The Hallmark Card school of diplomacy 87

Since Islam regards women as punch-bags, chattels, sex-slaves, at best worth only half as much as a man (as heirs to property or witnesses in a sharia court), it would not seem a sensible idea to send women ambassadors to Islamic countries. But when last did the State Department have a sensible idea?

April Glaspie was US ambassador to Saddam Hussein, and is charged or credited with giving the green light to that abominable tyrant to invade Kuwait in 1991, though whether she intended to or not remains unclear. Saddam probably didn’t give a fig what the woman said anyway.

Now there is a woman in Cairo, Anne Patterson, who represents the US to the Muslim Brotherhood government of Egypt. How well is she doing?

This is from PowerLine, by Scott Johnson:

I’ve foolishly wondered why we’re giving Egypt’s Muslim Brotherhood regime — you know, the one in which the President from the Brotherhood forced out the country’s top two military chiefs in order to consolidate his power over the armed forces — a slew of F-16s. If I’d only waited a few days, all would have become clear.

At a ceremony marking the delivery of the first four F-16s to Egypt on Sunday, US Ambassador to Egypt Anne Patterson explained:

“Today’s ceremony demonstrates the firm belief of the United States that a strong Egypt is in the interest of the U.S., the region, and the world. We look to Egypt to continue to serve as a force for peace, security, and leadership as the Middle East proceeds with its challenging yet essential journey toward democracy. … Our thirty-four year security partnership is based upon shared interests and mutual respect. The United States has long recognized Egypt as an indispensible [sic] partner.”

A pretty statement, typical of the Hallmark Card school of diplomacy, where charming dreamers, in select US embassies round the world, substitute their sentiments for reality .

Suitably rough comments by Daniel Pipes are quoted by Scott Johnson:

1) Is not anyone in the Department of State aware that Egypt is now run by an Islamist zealot from the bowels of the Muslim Brotherhood whose goals differ profoundly from those of Americans?

(2) Willfully ignorant, head-in-the-ground statements like this are the embarrassment and ruin of American foreign policy.

(3) What a launch for [new Secretary of State] Kerry, whose mental vapidity promises to make Hillary Clinton actually look good in retrospect.

This report by the (pro-Obama) Washington Post indicates just how much of “a force for peace and security” Egypt is and has been, and just how much its government deserves Americans’ respect:

A recent spate of police violence has highlighted what many Egyptians say is the unchanged nature of their country’s security forces two years after a popular uprising carried with it hopes for sweeping reform.
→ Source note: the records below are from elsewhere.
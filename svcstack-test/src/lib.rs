//! Test utilities for svcstack
//!
//! In-memory stand-ins for the remote AWS services the adapters talk to:
//! - `MemoryLogsService`: CloudWatch Logs groups, streams and sequence tokens
//! - `RecordingMetricsService`: records every metric data request
//! - `RecordingInvoker`: records Lambda invocations and replays scripted results
//! - `LocalFunctionInvoker`: invokes a `LambdaFunction` in-process
//!
//! ## Usage
//!
//! ```rust,no_run
//! use svcstack_test::RecordingInvoker;
//! use svcstack_lambda::LambdaClient;
//!
//! let invoker = RecordingInvoker::new();
//! let client = LambdaClient::new().with_invoker_factory(invoker.factory());
//! ```

pub mod invoker;
pub mod logs;
pub mod metrics;

pub use invoker::{LocalFunctionInvoker, RecordingInvoker};
pub use logs::{MemoryLogsService, StoredEvent};
pub use metrics::RecordingMetricsService;

/// Install a test-friendly tracing subscriber once per process
pub fn init_tracing() {
    let _ = tracing_subscriber::fmt()
        .with_env_filter(
            tracing_subscriber::EnvFilter::try_from_default_env()
                .unwrap_or_else(|_| tracing_subscriber::EnvFilter::new("debug")),
        )
        .with_test_writer()
        .try_init();
}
Long a pillar of Hosni Mubarak’s abusive regime, Egypt’s Interior Ministry, with its black-clad riot police, has increasingly become a sign of renewed repression under Islamist President Mohamed Morsi

A series of clashes between anti-Islamist protesters and police that began on the second anniversary of Egypt’s revolt has snowballed into a much broader tide of anger toward the police force. Opposition leaders and rights groups say police used excessive force over 10 days of clashes that left more than 60 people dead across the country.

Two recent incidents have fanned the flames of popular dissent. And rights groups and analysts warn that if police reform does not come soon, the force’s brutal tactics are likely to spur more clashes in a cycle that could prove deeply destabilizing

The death … of Mohammed al-Gindy, a member of the opposition Popular Current party, has driven some of that rage. Gindy’s colleagues said the 28-year-old was tortured to death in police custody after disappearing from a protest Jan. 27.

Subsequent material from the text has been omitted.